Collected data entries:
_ _ _ _ _ _ _

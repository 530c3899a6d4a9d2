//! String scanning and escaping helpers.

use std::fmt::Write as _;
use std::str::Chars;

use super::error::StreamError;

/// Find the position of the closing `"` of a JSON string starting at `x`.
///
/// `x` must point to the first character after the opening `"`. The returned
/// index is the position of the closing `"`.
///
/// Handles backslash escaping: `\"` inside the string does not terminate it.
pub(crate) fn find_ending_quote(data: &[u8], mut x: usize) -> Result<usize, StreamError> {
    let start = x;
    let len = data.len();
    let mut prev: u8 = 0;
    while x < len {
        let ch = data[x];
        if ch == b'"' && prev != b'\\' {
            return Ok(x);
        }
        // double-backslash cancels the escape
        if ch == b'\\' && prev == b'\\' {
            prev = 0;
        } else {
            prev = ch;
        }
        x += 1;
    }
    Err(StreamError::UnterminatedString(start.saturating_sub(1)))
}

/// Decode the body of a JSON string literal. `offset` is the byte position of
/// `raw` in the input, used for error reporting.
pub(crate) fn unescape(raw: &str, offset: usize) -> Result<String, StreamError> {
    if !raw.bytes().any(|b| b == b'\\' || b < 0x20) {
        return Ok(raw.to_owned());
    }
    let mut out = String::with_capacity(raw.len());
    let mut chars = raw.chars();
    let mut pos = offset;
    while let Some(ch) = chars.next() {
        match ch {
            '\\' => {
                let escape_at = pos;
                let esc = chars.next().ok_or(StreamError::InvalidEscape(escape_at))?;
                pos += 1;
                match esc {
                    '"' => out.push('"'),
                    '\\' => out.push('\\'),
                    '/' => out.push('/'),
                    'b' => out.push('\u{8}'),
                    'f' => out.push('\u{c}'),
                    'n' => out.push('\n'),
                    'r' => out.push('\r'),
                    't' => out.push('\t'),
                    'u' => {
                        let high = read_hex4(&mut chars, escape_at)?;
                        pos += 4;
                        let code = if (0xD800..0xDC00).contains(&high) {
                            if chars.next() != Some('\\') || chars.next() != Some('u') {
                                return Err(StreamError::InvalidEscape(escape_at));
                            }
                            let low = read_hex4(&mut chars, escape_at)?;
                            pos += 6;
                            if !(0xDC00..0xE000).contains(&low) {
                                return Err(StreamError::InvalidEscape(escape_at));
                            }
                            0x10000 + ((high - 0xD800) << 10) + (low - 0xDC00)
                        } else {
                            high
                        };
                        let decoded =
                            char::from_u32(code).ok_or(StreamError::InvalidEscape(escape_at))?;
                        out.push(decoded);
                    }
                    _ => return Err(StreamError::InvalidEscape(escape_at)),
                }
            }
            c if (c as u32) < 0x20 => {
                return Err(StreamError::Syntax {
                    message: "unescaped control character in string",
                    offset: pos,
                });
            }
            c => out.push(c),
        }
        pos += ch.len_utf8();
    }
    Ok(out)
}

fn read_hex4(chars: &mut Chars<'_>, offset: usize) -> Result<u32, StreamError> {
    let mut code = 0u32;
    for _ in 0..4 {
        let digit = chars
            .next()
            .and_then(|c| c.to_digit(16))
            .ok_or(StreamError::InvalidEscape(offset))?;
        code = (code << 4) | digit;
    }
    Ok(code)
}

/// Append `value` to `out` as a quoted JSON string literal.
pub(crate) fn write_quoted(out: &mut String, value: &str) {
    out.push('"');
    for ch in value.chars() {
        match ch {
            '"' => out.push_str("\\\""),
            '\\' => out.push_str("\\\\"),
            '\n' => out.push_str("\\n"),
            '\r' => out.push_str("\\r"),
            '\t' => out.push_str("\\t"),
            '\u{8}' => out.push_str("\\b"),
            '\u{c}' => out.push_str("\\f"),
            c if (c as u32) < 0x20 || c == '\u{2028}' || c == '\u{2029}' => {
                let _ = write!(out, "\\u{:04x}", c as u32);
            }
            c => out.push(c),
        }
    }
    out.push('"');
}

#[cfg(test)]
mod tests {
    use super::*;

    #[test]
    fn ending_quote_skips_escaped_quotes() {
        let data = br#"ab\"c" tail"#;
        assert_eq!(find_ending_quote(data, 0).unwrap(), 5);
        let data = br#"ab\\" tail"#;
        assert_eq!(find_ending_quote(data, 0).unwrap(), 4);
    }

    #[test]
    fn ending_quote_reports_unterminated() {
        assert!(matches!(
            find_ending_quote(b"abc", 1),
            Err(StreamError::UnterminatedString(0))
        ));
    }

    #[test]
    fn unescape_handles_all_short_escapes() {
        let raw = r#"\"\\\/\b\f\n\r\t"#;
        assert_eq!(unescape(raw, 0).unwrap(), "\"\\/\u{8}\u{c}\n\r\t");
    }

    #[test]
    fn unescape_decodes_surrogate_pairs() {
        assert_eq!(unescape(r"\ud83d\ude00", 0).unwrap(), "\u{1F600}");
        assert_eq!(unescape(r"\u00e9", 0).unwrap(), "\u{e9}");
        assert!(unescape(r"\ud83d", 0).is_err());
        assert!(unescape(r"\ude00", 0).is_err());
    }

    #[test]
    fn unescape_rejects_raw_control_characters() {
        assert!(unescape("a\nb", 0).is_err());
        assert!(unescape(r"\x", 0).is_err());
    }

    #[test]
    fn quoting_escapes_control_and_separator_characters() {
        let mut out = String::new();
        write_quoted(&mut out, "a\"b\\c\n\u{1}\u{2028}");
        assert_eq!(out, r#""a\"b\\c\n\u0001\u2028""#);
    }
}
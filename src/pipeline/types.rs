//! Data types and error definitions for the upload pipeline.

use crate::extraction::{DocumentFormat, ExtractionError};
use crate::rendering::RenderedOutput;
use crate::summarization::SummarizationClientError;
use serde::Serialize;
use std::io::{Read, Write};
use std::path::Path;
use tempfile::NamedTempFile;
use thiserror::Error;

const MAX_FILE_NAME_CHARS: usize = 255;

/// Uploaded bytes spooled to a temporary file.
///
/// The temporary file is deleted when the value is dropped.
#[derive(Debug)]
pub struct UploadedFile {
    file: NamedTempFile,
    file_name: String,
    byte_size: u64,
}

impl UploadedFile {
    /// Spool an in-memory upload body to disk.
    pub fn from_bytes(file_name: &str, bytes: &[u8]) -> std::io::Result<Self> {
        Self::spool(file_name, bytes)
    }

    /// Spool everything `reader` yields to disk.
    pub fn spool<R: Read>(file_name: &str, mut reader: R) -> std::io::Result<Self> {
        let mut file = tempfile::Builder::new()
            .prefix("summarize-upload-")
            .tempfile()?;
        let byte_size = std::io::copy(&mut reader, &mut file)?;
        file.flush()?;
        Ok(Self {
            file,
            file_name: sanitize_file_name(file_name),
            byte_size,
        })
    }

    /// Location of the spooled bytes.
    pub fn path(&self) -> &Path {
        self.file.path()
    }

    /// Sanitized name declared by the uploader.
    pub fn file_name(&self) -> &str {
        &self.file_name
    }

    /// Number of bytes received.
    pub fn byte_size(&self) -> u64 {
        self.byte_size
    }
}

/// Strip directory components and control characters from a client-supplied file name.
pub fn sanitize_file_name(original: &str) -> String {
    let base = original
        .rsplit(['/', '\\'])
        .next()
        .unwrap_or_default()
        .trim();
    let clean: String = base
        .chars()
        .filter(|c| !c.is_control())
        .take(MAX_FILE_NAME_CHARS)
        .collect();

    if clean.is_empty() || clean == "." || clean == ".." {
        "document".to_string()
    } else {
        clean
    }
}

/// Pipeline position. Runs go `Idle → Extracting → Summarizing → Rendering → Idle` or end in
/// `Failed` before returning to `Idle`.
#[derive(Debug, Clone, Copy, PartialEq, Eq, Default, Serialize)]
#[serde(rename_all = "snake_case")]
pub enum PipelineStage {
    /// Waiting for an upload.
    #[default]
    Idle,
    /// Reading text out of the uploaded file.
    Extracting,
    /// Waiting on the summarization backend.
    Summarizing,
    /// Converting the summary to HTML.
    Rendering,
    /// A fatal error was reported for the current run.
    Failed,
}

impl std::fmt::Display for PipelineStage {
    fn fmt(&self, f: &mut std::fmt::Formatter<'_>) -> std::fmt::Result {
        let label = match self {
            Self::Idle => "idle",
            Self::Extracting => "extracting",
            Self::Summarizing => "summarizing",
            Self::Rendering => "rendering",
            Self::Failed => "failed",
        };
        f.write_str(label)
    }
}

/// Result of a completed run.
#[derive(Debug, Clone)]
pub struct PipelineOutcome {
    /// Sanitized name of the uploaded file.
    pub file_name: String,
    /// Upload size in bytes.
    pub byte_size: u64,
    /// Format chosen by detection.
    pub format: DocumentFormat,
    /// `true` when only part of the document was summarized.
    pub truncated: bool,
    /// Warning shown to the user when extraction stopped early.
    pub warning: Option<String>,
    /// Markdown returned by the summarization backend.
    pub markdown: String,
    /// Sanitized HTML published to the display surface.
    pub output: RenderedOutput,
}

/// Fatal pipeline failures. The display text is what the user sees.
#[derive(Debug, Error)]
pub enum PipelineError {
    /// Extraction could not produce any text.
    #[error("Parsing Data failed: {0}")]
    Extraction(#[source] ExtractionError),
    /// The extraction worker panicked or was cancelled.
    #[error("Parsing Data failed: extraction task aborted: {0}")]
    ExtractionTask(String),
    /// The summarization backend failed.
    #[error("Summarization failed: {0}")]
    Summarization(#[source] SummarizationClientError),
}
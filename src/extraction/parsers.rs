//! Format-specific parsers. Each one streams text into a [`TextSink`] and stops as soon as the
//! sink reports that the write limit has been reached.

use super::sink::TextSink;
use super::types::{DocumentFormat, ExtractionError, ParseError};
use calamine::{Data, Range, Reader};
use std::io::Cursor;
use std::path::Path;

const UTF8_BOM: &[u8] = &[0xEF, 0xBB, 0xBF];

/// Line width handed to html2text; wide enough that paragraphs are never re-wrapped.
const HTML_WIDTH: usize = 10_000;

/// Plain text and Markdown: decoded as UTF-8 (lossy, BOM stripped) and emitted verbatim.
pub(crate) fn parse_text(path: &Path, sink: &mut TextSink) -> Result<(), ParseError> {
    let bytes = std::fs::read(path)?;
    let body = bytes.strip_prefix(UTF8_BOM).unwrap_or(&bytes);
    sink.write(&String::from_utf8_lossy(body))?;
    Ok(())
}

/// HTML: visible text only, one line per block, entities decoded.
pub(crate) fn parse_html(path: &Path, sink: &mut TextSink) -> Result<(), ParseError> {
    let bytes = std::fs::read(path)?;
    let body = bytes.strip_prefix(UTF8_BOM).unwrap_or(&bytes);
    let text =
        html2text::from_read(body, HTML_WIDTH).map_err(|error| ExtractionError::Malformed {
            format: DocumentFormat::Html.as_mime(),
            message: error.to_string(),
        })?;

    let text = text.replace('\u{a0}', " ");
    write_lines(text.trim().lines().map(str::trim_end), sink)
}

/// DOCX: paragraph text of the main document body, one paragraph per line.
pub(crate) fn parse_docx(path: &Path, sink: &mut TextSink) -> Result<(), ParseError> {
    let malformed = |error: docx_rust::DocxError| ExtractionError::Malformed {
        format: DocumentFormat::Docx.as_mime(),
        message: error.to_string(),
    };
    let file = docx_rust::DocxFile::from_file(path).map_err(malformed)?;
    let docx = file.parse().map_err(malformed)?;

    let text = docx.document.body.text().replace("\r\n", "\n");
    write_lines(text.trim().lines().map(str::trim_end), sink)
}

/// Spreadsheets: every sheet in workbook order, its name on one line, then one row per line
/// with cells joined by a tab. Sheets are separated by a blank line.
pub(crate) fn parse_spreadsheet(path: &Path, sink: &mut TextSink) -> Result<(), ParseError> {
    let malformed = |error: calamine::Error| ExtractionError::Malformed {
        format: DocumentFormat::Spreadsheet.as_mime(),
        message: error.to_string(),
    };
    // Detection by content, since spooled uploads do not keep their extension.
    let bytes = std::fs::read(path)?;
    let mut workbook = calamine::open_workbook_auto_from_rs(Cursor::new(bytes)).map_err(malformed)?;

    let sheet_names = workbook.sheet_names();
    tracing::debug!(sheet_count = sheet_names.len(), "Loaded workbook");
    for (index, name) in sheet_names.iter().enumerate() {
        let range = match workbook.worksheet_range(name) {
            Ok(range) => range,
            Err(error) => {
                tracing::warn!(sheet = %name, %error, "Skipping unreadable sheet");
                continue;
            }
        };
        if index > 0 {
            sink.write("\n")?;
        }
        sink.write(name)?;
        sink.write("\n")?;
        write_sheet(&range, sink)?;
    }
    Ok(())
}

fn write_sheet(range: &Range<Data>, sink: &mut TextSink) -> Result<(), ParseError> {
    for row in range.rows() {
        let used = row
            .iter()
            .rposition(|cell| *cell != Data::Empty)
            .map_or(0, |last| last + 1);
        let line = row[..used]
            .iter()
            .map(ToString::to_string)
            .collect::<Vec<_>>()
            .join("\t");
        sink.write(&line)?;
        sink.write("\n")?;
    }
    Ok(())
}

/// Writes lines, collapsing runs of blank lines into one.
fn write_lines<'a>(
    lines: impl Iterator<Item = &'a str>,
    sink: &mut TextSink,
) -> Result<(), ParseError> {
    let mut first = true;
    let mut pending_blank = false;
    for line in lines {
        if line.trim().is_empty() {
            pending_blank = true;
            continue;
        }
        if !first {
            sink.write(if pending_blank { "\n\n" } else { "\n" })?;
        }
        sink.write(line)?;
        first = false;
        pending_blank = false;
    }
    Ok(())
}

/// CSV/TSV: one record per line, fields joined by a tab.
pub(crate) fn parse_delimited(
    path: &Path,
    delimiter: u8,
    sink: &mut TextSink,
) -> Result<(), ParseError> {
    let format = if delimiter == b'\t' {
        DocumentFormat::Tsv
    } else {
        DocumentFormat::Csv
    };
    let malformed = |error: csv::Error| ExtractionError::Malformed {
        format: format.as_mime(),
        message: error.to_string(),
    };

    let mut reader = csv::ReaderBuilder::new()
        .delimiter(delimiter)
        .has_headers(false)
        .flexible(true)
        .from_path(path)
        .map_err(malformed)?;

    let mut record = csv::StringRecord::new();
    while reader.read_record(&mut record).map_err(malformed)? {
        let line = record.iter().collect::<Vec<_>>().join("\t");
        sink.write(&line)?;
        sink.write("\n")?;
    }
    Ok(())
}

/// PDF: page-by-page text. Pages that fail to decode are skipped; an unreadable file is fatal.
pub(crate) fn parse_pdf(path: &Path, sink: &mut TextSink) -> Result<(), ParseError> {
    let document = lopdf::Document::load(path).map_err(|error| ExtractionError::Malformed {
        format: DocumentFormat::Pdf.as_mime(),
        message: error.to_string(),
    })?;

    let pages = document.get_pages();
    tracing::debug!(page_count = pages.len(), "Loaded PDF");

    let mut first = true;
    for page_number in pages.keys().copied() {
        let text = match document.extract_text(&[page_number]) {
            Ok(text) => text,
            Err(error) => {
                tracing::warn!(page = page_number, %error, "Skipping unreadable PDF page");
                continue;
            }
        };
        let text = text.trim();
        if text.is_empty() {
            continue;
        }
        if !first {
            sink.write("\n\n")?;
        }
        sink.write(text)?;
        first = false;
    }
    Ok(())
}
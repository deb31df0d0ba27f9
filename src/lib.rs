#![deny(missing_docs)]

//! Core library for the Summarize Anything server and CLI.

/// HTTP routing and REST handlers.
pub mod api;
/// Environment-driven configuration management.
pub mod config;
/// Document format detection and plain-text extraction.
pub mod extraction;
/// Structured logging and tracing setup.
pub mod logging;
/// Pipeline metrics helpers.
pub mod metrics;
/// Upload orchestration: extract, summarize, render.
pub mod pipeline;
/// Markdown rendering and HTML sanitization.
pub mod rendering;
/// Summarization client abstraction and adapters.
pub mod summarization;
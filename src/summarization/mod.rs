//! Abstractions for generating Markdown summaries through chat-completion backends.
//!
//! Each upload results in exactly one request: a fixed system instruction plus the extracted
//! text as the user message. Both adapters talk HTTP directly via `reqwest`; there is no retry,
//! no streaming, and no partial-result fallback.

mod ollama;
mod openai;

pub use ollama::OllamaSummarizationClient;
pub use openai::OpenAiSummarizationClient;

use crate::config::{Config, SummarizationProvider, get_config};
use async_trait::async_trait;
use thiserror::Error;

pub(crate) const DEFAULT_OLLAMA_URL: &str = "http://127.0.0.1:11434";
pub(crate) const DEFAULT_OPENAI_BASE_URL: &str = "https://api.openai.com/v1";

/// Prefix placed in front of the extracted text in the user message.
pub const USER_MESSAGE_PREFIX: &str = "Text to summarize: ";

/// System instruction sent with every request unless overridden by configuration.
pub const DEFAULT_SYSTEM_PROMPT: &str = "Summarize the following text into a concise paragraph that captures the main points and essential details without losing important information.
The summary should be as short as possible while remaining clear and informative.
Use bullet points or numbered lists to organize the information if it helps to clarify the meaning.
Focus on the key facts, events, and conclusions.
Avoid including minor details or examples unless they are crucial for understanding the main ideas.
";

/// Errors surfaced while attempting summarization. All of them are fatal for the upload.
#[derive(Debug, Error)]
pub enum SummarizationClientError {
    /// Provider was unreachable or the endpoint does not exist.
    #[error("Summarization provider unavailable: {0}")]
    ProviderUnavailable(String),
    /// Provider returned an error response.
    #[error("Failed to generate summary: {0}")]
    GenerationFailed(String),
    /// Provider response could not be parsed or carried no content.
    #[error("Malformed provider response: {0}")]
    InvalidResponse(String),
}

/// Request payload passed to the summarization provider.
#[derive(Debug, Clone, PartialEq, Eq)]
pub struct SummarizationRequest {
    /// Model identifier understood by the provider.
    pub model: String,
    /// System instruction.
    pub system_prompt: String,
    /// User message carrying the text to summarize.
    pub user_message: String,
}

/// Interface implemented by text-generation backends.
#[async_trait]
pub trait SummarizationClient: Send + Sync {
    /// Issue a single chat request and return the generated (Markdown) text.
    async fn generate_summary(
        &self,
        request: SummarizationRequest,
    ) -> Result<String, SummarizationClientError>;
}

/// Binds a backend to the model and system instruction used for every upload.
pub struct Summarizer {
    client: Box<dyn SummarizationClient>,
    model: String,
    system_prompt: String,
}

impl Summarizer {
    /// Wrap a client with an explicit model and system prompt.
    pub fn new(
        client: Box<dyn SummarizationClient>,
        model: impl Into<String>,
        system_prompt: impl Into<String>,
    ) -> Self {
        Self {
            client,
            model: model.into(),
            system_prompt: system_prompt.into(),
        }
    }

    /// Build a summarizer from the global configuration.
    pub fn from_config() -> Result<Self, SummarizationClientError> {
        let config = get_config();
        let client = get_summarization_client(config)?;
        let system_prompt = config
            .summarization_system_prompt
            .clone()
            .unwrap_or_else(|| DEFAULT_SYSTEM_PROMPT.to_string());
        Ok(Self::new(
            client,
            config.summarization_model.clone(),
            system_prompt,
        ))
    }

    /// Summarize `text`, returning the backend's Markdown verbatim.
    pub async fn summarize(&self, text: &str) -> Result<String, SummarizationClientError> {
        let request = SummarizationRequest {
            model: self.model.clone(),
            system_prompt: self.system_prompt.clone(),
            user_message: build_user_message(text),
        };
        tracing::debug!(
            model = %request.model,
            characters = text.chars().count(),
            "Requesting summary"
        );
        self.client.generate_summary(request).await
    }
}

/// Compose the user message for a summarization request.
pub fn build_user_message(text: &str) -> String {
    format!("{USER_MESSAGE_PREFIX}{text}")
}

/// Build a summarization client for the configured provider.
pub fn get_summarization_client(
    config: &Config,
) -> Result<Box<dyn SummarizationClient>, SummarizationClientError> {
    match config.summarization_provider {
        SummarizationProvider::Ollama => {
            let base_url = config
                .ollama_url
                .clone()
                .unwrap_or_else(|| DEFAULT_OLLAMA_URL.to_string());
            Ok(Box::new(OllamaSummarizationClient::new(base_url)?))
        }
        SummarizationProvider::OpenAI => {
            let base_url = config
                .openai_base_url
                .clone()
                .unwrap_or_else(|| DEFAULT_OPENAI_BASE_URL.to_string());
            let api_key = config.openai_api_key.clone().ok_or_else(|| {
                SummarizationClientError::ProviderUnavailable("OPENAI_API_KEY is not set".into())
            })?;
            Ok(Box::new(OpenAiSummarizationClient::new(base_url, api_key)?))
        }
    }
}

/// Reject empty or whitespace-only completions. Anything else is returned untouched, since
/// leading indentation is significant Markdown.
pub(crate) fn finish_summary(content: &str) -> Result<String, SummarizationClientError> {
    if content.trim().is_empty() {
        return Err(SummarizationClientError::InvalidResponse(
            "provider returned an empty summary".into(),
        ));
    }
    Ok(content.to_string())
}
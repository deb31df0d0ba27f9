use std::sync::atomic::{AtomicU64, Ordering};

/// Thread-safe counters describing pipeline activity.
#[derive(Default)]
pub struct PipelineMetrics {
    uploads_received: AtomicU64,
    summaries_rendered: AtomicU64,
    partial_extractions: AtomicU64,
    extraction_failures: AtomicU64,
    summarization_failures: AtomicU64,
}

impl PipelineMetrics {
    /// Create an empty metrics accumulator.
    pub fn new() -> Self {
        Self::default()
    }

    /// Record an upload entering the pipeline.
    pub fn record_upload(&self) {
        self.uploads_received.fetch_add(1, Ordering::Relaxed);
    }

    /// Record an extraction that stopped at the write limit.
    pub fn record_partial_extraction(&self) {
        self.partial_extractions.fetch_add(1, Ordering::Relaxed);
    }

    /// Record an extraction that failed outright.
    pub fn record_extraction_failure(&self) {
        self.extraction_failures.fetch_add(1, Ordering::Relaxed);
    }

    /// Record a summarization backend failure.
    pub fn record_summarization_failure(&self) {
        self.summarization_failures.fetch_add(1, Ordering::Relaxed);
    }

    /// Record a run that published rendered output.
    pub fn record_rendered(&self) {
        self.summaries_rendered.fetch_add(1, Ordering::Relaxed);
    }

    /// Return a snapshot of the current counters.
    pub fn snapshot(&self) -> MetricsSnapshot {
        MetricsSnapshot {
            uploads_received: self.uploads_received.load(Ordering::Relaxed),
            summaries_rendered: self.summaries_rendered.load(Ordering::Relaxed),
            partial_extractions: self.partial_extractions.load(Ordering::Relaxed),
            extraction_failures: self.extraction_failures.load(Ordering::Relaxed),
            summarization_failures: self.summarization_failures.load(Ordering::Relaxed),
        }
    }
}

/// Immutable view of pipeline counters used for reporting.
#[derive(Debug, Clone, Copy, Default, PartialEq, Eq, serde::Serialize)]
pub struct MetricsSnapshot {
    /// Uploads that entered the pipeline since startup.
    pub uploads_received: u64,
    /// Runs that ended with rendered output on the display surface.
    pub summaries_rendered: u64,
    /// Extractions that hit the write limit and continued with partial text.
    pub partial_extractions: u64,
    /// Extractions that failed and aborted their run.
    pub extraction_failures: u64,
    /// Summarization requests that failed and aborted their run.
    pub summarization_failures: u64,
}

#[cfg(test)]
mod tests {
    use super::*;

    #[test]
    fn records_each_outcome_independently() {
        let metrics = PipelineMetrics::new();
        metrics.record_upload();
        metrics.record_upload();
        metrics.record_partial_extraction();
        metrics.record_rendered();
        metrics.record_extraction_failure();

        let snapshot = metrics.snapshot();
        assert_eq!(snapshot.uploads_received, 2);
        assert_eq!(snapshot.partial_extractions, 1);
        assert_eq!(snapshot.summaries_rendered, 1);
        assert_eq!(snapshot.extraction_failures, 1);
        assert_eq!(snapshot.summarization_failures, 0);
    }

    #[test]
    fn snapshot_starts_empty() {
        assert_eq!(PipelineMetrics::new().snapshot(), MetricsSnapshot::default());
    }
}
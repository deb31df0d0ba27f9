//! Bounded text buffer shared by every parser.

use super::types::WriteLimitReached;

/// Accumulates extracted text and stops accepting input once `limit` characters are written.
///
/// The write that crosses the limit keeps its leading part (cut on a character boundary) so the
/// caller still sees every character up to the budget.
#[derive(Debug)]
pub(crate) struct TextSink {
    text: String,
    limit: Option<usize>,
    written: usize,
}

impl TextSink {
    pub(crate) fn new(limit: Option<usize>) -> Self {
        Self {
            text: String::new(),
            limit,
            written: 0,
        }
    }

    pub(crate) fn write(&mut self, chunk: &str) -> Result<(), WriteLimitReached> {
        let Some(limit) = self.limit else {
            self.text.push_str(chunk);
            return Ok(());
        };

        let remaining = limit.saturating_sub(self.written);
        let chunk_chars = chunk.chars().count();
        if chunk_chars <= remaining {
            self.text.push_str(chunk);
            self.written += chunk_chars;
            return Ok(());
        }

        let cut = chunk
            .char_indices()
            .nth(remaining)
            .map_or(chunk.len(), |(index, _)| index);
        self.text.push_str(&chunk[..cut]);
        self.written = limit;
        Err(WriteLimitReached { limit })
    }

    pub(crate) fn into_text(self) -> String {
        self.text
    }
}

_ _ _ _ _ _ _

** The problem **
Wherever the word "returning" appears in the data, return the whole line.

** Solution **
/// `Failed` before returning to `Idle`.
    /// Summarize `text`, returning the backend's Markdown verbatim.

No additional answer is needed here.